*WHAT IS REQUIRED*. Using the entries that follow, count the lines containing the word "const" and give that number by itself.

*SUPPLIED DATA*.
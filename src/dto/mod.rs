pub mod item_dto;
pub mod user_dto;
use crate::config::RedisConfig;
use redis::aio::ConnectionManager;
use redis::{AsyncCommands, Client, FromRedisValue, Script};
use std::collections::HashMap;
use std::future::Future;
use std::time::Duration;
use tracing::{debug, error, info, instrument, warn};

const MAX_ATTEMPTS: u32 = 3;
const RETRY_BACKOFF: Duration = Duration::from_millis(500);
const SCAN_BATCH: usize = 100;

/// Shared Redis connection with bounded retries on connection failures
#[derive(Clone)]
pub struct RedisService {
    connection_manager: ConnectionManager,
    config: RedisConfig,
}

impl RedisService {
    #[instrument(skip(config), fields(host = %config.host, port = config.port, db = config.database))]
    pub async fn new(config: RedisConfig) -> Result<Self, RedisError> {
        info!("Initializing Redis service");

        config.validate().map_err(|e| {
            error!("Redis configuration validation failed: {}", e);
            RedisError::ConfigError(e.to_string())
        })?;

        let client = Client::open(config.get_connection_url()).map_err(|e| {
            error!("Failed to create Redis client: {}", e);
            RedisError::ConnectionError(format!("Client creation failed: {}", e))
        })?;

        let connection_manager =
            match tokio::time::timeout(config.connection_timeout(), ConnectionManager::new(client)).await {
                Ok(Ok(manager)) => manager,
                Ok(Err(e)) => {
                    error!("Failed to connect to Redis at {}: {}", config.endpoint(), e);
                    return Err(RedisError::ConnectionError(format!("{}: {}", config.endpoint(), e)));
                }
                Err(_) => {
                    error!("Timed out connecting to Redis at {}", config.endpoint());
                    return Err(RedisError::TimeoutError(format!(
                        "no connection to {} after {:?}",
                        config.endpoint(),
                        config.connection_timeout()
                    )));
                }
            };

        let service = Self { connection_manager, config };
        service.ping().await?;

        info!("Redis service initialized successfully");
        Ok(service)
    }

    #[instrument(skip(self))]
    pub async fn ping(&self) -> Result<(), RedisError> {
        let reply: String = self
            .with_retry("PING", |mut conn| async move { redis::cmd("PING").query_async(&mut conn).await })
            .await?;
        if reply == "PONG" {
            debug!("Redis ping successful");
            Ok(())
        } else {
            error!("Unexpected ping response: {}", reply);
            Err(RedisError::OperationError(format!("Unexpected ping response: {}", reply)))
        }
    }

    /// Run a Lua script atomically on the server
    pub async fn eval<T>(&self, script: &Script, keys: &[String], args: &[String]) -> Result<T, RedisError>
    where
        T: FromRedisValue + Send,
    {
        self.with_retry("EVAL", |mut conn| {
            let mut invocation = script.prepare_invoke();
            for key in keys {
                invocation.key(key);
            }
            for arg in args {
                invocation.arg(arg);
            }
            async move { invocation.invoke_async(&mut conn).await }
        })
        .await
    }

    pub async fn hgetall(&self, key: &str) -> Result<HashMap<String, String>, RedisError> {
        self.with_retry("HGETALL", |mut conn| async move { conn.hgetall(key).await }).await
    }

    /// All keys matching `pattern`, collected with SCAN
    pub async fn scan_keys(&self, pattern: &str) -> Result<Vec<String>, RedisError> {
        self.with_retry("SCAN", |mut conn| async move {
            let mut keys = Vec::new();
            let mut cursor: u64 = 0;
            loop {
                let (next, batch): (u64, Vec<String>) = redis::cmd("SCAN")
                    .arg(cursor)
                    .arg("MATCH")
                    .arg(pattern)
                    .arg("COUNT")
                    .arg(SCAN_BATCH)
                    .query_async(&mut conn)
                    .await?;
                keys.extend(batch);
                if next == 0 {
                    break;
                }
                cursor = next;
            }
            Ok(keys)
        })
        .await
    }

    /// Retries connection failures and timeouts; any other error is returned at once.
    async fn with_retry<T, F, Fut>(&self, operation: &str, mut f: F) -> Result<T, RedisError>
    where
        F: FnMut(ConnectionManager) -> Fut,
        Fut: Future<Output = redis::RedisResult<T>>,
    {
        let mut attempt = 1;
        loop {
            let conn = self.connection_manager.clone();
            let failure = match tokio::time::timeout(self.config.command_timeout(), f(conn)).await {
                Ok(Ok(value)) => return Ok(value),
                Ok(Err(e)) if is_connection_error(&e) => RedisError::ConnectionError(e.to_string()),
                Ok(Err(e)) => {
                    error!("Redis {} failed: {}", operation, e);
                    return Err(RedisError::OperationError(format!("{} failed: {}", operation, e)));
                }
                Err(_) => RedisError::TimeoutError(format!(
                    "{} exceeded {:?}",
                    operation,
                    self.config.command_timeout()
                )),
            };

            if attempt >= MAX_ATTEMPTS {
                error!("Redis {} gave up after {} attempts: {}", operation, attempt, failure);
                return Err(failure);
            }
            warn!("Redis {} attempt {} failed ({}), retrying in {:?}", operation, attempt, failure, RETRY_BACKOFF);
            tokio::time::sleep(RETRY_BACKOFF).await;
            attempt += 1;
        }
    }
}

fn is_connection_error(e: &redis::RedisError) -> bool {
    e.is_io_error() || e.is_connection_refusal() || e.is_connection_dropped() || e.is_timeout()
}

#[derive(Debug, thiserror::Error)]
pub enum RedisError {
    #[error("Configuration error: {0}")]
    ConfigError(String),

    #[error("Connection error: {0}")]
    ConnectionError(String),

    #[error("Operation error: {0}")]
    OperationError(String),

    #[error("Timeout error: {0}")]
    TimeoutError(String),
}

*EXPECTED OUTPUT*. 3